**Dataset records:**
────────────────────────────────────────

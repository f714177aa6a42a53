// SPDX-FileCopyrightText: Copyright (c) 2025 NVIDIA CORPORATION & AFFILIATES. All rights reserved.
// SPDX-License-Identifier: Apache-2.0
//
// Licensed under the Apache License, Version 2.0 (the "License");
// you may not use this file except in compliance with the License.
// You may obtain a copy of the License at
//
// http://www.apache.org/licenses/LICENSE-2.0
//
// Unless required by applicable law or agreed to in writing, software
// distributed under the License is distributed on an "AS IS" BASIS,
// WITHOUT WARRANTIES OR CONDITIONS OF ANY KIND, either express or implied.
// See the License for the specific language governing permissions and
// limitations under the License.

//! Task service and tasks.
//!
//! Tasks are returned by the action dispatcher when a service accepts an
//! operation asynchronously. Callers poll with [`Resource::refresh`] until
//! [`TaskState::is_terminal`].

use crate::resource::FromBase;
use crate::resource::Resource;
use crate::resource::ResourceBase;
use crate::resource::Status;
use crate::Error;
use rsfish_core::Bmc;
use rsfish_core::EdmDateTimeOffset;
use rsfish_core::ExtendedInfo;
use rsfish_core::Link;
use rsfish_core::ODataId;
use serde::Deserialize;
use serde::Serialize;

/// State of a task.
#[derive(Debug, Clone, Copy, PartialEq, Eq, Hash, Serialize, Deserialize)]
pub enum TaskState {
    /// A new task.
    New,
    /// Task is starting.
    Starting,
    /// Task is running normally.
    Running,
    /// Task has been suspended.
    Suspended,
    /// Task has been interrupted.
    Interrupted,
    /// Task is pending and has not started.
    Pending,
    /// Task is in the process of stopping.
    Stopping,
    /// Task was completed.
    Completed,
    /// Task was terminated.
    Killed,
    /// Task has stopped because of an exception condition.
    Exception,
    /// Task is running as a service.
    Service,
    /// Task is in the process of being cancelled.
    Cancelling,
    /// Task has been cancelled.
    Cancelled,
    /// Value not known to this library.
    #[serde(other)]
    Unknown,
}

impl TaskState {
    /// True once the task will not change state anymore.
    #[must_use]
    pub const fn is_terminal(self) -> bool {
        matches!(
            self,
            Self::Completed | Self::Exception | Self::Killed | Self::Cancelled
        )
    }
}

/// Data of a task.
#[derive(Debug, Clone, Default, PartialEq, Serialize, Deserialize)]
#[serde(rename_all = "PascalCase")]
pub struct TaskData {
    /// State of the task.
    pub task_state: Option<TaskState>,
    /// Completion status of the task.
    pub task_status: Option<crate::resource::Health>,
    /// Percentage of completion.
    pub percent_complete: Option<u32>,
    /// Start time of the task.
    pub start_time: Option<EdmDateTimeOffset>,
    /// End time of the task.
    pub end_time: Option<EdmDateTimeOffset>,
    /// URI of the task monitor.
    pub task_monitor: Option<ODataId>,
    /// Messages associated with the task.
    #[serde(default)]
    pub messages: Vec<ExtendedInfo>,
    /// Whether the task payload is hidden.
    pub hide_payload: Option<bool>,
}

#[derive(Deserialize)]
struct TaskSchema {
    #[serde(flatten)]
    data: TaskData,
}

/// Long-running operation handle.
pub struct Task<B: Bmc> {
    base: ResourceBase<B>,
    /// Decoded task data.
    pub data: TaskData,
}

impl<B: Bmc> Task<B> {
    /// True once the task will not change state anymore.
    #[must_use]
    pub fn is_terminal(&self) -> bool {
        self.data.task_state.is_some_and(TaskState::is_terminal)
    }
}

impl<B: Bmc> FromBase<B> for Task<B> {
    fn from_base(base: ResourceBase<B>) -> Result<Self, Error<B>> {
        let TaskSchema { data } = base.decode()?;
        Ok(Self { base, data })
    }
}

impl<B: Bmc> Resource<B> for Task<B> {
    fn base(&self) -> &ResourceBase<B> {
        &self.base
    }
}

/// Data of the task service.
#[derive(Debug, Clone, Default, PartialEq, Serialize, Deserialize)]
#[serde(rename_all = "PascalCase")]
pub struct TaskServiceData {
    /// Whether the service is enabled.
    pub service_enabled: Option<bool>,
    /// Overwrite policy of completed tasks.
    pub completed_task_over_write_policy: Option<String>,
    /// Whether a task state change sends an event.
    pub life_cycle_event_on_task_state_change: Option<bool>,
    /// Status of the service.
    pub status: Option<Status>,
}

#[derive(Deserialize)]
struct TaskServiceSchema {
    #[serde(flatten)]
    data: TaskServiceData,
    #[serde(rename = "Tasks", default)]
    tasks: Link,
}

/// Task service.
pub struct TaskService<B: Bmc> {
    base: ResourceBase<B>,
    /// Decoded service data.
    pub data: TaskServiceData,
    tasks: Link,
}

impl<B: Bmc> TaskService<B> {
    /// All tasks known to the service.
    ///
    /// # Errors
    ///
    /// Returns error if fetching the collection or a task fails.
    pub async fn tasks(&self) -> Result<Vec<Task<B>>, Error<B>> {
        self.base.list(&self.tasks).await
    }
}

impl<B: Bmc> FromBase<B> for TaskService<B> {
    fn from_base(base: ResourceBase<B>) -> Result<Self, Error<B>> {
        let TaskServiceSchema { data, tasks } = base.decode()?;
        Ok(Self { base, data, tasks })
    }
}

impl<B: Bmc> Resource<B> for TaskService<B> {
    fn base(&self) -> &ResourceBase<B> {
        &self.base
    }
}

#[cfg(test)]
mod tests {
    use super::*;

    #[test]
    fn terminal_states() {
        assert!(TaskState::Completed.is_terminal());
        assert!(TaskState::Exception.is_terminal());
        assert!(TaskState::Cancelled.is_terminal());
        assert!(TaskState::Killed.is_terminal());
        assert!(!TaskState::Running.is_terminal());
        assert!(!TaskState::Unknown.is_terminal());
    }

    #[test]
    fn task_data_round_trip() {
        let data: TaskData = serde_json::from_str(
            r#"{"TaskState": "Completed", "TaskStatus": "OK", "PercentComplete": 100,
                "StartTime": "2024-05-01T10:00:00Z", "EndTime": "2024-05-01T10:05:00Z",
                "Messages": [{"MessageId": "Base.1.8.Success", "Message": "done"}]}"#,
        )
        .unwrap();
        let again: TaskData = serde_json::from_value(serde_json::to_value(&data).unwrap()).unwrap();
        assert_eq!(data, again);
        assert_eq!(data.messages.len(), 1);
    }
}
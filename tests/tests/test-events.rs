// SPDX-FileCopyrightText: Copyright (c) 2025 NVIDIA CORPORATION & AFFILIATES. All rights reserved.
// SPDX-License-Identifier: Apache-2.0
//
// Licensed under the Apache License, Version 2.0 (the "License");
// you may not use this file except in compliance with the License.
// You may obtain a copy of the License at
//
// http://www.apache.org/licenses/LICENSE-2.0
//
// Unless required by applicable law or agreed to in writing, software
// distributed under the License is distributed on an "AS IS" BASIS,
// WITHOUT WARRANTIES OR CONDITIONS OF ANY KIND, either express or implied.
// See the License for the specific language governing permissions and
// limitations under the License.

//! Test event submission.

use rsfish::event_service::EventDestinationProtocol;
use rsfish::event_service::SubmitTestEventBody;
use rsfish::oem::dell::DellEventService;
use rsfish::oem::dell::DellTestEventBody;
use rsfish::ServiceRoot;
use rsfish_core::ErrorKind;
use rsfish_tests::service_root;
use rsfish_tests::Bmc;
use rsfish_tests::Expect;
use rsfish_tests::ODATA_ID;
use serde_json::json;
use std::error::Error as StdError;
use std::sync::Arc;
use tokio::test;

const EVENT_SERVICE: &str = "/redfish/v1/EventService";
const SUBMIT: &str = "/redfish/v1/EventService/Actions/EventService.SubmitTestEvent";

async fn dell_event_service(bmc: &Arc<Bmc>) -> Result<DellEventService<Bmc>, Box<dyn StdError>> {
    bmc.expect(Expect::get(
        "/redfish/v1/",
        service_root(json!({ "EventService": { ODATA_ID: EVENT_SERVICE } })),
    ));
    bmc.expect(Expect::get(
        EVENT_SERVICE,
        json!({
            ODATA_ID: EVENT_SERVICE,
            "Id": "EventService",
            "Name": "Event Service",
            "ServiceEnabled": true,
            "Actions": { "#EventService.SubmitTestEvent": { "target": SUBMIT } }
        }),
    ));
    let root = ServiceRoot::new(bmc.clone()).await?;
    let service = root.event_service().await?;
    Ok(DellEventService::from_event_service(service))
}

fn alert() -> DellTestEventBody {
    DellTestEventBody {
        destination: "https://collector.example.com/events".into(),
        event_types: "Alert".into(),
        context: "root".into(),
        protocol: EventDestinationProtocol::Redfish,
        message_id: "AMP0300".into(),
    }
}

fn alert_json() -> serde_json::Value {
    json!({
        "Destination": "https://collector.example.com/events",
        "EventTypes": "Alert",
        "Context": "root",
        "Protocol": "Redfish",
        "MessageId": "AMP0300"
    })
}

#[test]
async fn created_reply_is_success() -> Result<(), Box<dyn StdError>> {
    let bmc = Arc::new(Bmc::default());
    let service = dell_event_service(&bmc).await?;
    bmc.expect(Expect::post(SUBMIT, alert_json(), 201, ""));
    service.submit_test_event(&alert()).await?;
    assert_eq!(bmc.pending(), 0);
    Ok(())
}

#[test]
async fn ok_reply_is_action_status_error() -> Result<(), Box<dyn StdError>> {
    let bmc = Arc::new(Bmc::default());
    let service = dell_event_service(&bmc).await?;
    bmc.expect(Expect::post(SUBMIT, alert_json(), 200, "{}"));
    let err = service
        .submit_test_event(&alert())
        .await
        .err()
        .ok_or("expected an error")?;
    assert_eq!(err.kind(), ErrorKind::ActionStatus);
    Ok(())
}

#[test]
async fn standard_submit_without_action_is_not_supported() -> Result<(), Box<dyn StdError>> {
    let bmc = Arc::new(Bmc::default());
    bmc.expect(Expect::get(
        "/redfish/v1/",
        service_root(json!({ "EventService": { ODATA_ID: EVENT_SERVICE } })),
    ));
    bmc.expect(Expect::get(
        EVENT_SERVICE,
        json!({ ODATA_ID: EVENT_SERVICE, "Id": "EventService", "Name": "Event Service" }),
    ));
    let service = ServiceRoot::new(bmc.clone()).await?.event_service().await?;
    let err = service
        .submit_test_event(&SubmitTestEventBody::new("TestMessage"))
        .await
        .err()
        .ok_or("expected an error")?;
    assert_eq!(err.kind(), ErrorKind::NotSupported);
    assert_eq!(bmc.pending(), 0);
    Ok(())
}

────────────────────────────────────────

**Your goal:** Only the lines from the start of the listing through the line with "State of a task." should be repeated, each exactly as it stands.

**Task solution:**
repository f714177aa6a42a53
// SPDX-FileCopyrightText: Copyright (c) 2025 NVIDIA CORPORATION & AFFILIATES. All rights reserved.
// SPDX-License-Identifier: Apache-2.0
//
// Licensed under the Apache License, Version 2.0 (the "License");
// you may not use this file except in compliance with the License.
// You may obtain a copy of the License at
//
// http://www.apache.org/licenses/LICENSE-2.0
//
// Unless required by applicable law or agreed to in writing, software
// distributed under the License is distributed on an "AS IS" BASIS,
// WITHOUT WARRANTIES OR CONDITIONS OF ANY KIND, either express or implied.
// See the License for the specific language governing permissions and
// limitations under the License.

//! Task service and tasks.
//!
//! Tasks are returned by the action dispatcher when a service accepts an
//! operation asynchronously. Callers poll with [`Resource::refresh`] until
//! [`TaskState::is_terminal`].

use crate::resource::FromBase;
use crate::resource::Resource;
use crate::resource::ResourceBase;
use crate::resource::Status;
use crate::Error;
use rsfish_core::Bmc;
use rsfish_core::EdmDateTimeOffset;
use rsfish_core::ExtendedInfo;
use rsfish_core::Link;
use rsfish_core::ODataId;
use serde::Deserialize;
use serde::Serialize;

/// State of a task.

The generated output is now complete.